Is the conclusion(last line) correct? If not, what's wrong with this proof ? (Probability Density Estimation, Bayesian inference)

Question

(Probability Density Estimation, Bayesian inference)

$x_1$ and $x_2$ are independent random variables, so $p\left(x_1,x_2\right)=p\left(x_1\right)\cdot p\left(x_2\right)$ and $p\left(x_1,\left.x_2\right|\theta \right)=p\left(\left.x_1\right|\theta \right)\cdot p\left(\left.x_2\right|\theta \right)$,

from $p\left(x_1,x_2\right)=p\left(x_1\right)\cdot p\left(x_2\right)$,

I get $ \int p\left(x_1,\left.x_2\right|\theta \right)p(\theta )d\theta =\int p\left(\left.x_1\right|\theta \right)p(\theta )d\theta \cdot \int p\left(\left.x_2\right|\theta \right)p(\theta )d\theta$

And because $p\left(x_1,\left.x_2\right|\theta \right)=p\left(\left.x_1\right|\theta \right)p\left(\left.x_2\right|\theta \right)$

$\therefore \int p\left(\left.x_1\right|\theta \right)p\left(\left.x_2\right|\theta \right)p(\theta )d\theta =\int p\left(\left.x_1\right|\theta \right)p(\theta )d\theta \cdot \int p\left(\left.x_2\right|\theta \right)p(\theta )d\theta$

Answer 1

As indicated by others, you are considering that two different hypotheses are equivalent although they are not.
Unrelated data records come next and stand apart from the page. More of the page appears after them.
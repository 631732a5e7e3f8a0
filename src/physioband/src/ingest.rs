use std::{fmt, io::ErrorKind, path::PathBuf};

use anyhow::Context;
use chrono::{Local, NaiveDateTime, Timelike as _};
use physioband_algos::{Calibration, DeltaCalculator, SensorScale, convert_sample};
use physioband_codec::{FieldMap, LineFramer, constants::DEFAULT_MAX_LINE_BYTES, parse_packet};
use physioband_record::{DeltaRecord, RawCapture};
use physioband_types::{ReferenceFrame, Sample};
use tokio::{
    io::{AsyncRead, AsyncReadExt},
    sync::watch,
};

/// Largest read handed to the framer at once.
pub const CHUNK_SIZE: usize = 1024;

/// Pulls byte chunks of non-zero length from any async source.
pub struct ChunkReader<R> {
    inner: R,
    buf: [u8; CHUNK_SIZE],
}

impl<R: AsyncRead + Unpin> ChunkReader<R> {
    pub fn new(inner: R) -> Self {
        Self {
            inner,
            buf: [0; CHUNK_SIZE],
        }
    }

    /// Next chunk, or `None` once the source is closed.
    pub async fn next_chunk(&mut self) -> std::io::Result<Option<&[u8]>> {
        loop {
            match self.inner.read(&mut self.buf).await {
                Ok(0) => return Ok(None),
                Ok(n) => return Ok(Some(&self.buf[..n])),
                Err(error) if error.kind() == ErrorKind::Interrupted => continue,
                Err(error) => return Err(error),
            }
        }
    }
}

/// Resolves once `true` is published on the shutdown channel.
///
/// If every sender is gone no shutdown can arrive, so this never resolves.
pub async fn cancelled(shutdown: &mut watch::Receiver<bool>) {
    if shutdown.wait_for(|stop| *stop).await.is_err() {
        std::future::pending::<()>().await;
    }
}

#[derive(Debug, Clone)]
pub struct IngestConfig {
    pub record_path: PathBuf,
    pub scale: SensorScale,
    pub max_line: usize,
    /// Print every delta to stdout as it is recorded.
    pub live_trace: bool,
}

impl Default for IngestConfig {
    fn default() -> Self {
        Self {
            record_path: PathBuf::from("data/live_data.csv"),
            scale: SensorScale::default(),
            max_line: DEFAULT_MAX_LINE_BYTES,
            live_trace: true,
        }
    }
}

#[derive(Debug, Clone, Copy, Default, PartialEq, Eq)]
pub struct IngestReport {
    pub bytes: u64,
    pub lines: u64,
    pub malformed: u64,
    pub incomplete: u64,
    pub conversion_errors: u64,
    pub discarded_before_reference: u64,
    pub rows: u64,
}

impl fmt::Display for IngestReport {
    fn fmt(&self, f: &mut fmt::Formatter<'_>) -> fmt::Result {
        writeln!(f, "Session summary:")?;
        writeln!(f, "  bytes received:    {}", self.bytes)?;
        writeln!(f, "  lines:             {}", self.lines)?;
        writeln!(f, "  before reference:  {}", self.discarded_before_reference)?;
        writeln!(f, "  malformed:         {}", self.malformed)?;
        writeln!(f, "  incomplete:        {}", self.incomplete)?;
        writeln!(f, "  conversion errors: {}", self.conversion_errors)?;
        write!(f, "  rows recorded:     {}", self.rows)
    }
}

#[derive(Debug, Clone, Copy, PartialEq, Eq)]
pub enum StopReason {
    EndOfStream,
    Interrupted,
}

/// One ingestion run: frames the byte stream, captures the reference from
/// the first complete packet and records a delta for every packet after it.
pub struct IngestSession {
    config: IngestConfig,
    framer: LineFramer,
    calibration: Calibration,
    record: Option<DeltaRecord>,
    capture: Option<RawCapture>,
    report: IngestReport,
}

impl IngestSession {
    pub fn new(config: IngestConfig) -> Self {
        Self {
            framer: LineFramer::with_max_line(config.max_line),
            config,
            calibration: Calibration::new(),
            record: None,
            capture: None,
            report: IngestReport::default(),
        }
    }

    pub fn with_capture(self, capture: RawCapture) -> Self {
        Self {
            capture: Some(capture),
            ..self
        }
    }

    pub fn report(&self) -> IngestReport {
        self.report
    }

    pub fn reference(&self) -> Option<&ReferenceFrame> {
        self.calibration.reference()
    }

    /// Runs until `reader` is exhausted, shutdown is signalled or a fatal
    /// error occurs. The record and capture are closed on every path.
    pub async fn run<R>(
        &mut self,
        reader: R,
        shutdown: &mut watch::Receiver<bool>,
    ) -> anyhow::Result<StopReason>
    where
        R: AsyncRead + Unpin,
    {
        if !self.calibration.is_calibrated() {
            info!("Waiting for first packet as reference...");
        }

        let mut reader = ChunkReader::new(reader);
        let result = self.pump(&mut reader, shutdown).await;
        let closed = self.close();
        let reason = result?;
        closed?;
        Ok(reason)
    }

    async fn pump<R>(
        &mut self,
        reader: &mut ChunkReader<R>,
        shutdown: &mut watch::Receiver<bool>,
    ) -> anyhow::Result<StopReason>
    where
        R: AsyncRead + Unpin,
    {
        loop {
            tokio::select! {
                biased;
                _ = cancelled(shutdown) => return Ok(StopReason::Interrupted),
                chunk = reader.next_chunk() => match chunk.context("Connection lost")? {
                    Some(chunk) => self.handle_chunk(chunk)?,
                    None => return Ok(StopReason::EndOfStream),
                },
            }
        }
    }

    /// Feeds one received chunk through framing, parsing and recording.
    pub fn handle_chunk(&mut self, chunk: &[u8]) -> anyhow::Result<()> {
        self.report.bytes += chunk.len() as u64;
        if let Some(capture) = self.capture.as_mut() {
            capture.append(chunk)?;
        }

        self.framer
            .push(chunk)
            .context("Dropping connection to misbehaving sender")?;

        while let Some(line) = self.framer.next_line() {
            self.handle_line(&line)?;
        }

        Ok(())
    }

    /// Handles one framed line. Returns the recorded sample, if any.
    ///
    /// Only I/O failures on the record are errors; bad packets are logged
    /// and skipped.
    pub fn handle_line(&mut self, line: &str) -> anyhow::Result<Option<Sample>> {
        self.report.lines += 1;

        let fields = match parse_packet(line) {
            Ok(fields) => fields,
            Err(error) => {
                warn!("{}", error);
                self.report.malformed += 1;
                return Ok(None);
            }
        };

        let reference = match self.calibration {
            Calibration::AwaitingReference => {
                self.await_reference(&fields)?;
                return Ok(None);
            }
            Calibration::Calibrated(frame) => frame,
        };

        if !fields.is_complete() {
            trace!("Incomplete packet, missing {:?}", fields.missing());
            self.report.incomplete += 1;
            return Ok(None);
        }

        let reading = match convert_sample(&fields, &self.config.scale) {
            Ok(reading) => reading,
            Err(error) => {
                warn!("Data conversion error: {}", error);
                self.report.conversion_errors += 1;
                return Ok(None);
            }
        };

        let sample = DeltaCalculator::calculate(now(), &reading, &reference);
        if self.config.live_trace {
            println!("{}", sample);
        }

        if let Some(record) = self.record.as_mut() {
            record.append(&sample)?;
            self.report.rows += 1;
        }

        Ok(Some(sample))
    }

    fn await_reference(&mut self, fields: &FieldMap) -> anyhow::Result<()> {
        let frame = match self.calibration.offer(fields, &self.config.scale) {
            Ok(Some(frame)) => frame,
            Ok(None) => {
                trace!("Not a reference candidate, missing {:?}", fields.missing());
                self.report.discarded_before_reference += 1;
                return Ok(());
            }
            Err(error) => {
                warn!("Data conversion error: {}", error);
                self.report.conversion_errors += 1;
                self.report.discarded_before_reference += 1;
                return Ok(());
            }
        };

        info!(
            "Reference values set: acc={} m/s², gyro={} °/s",
            frame.acc(),
            frame.gyro()
        );
        debug!(
            "{} lines discarded before the reference",
            self.report.discarded_before_reference
        );

        self.record = Some(DeltaRecord::create(&self.config.record_path)?);
        info!("Streaming real-time differences...");
        Ok(())
    }

    fn close(&mut self) -> anyhow::Result<()> {
        if self.framer.pending() > 0 {
            debug!("Discarding {} bytes of unterminated data", self.framer.pending());
        }

        if let Some(capture) = self.capture.take() {
            debug!("Captured {} bytes", capture.bytes());
        }

        match self.record.take() {
            Some(record) => record.close(),
            None => Ok(()),
        }
    }
}

fn now() -> NaiveDateTime {
    let now = Local::now().naive_local();
    now.with_nanosecond(0).unwrap_or(now)
}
These two hypotheses are:

1. Independence per se, which translates as $p(x_1,x_2)=p(x_1)p(x_2)$.
2. Conditional independence, which translates as $p(x_1,x_2\mid\theta)=p(x_1\mid\theta)p(x_2\mid\theta)$.

None of these implies the other, hence assuming in effect that both hold at the same time can only yield odd assertions.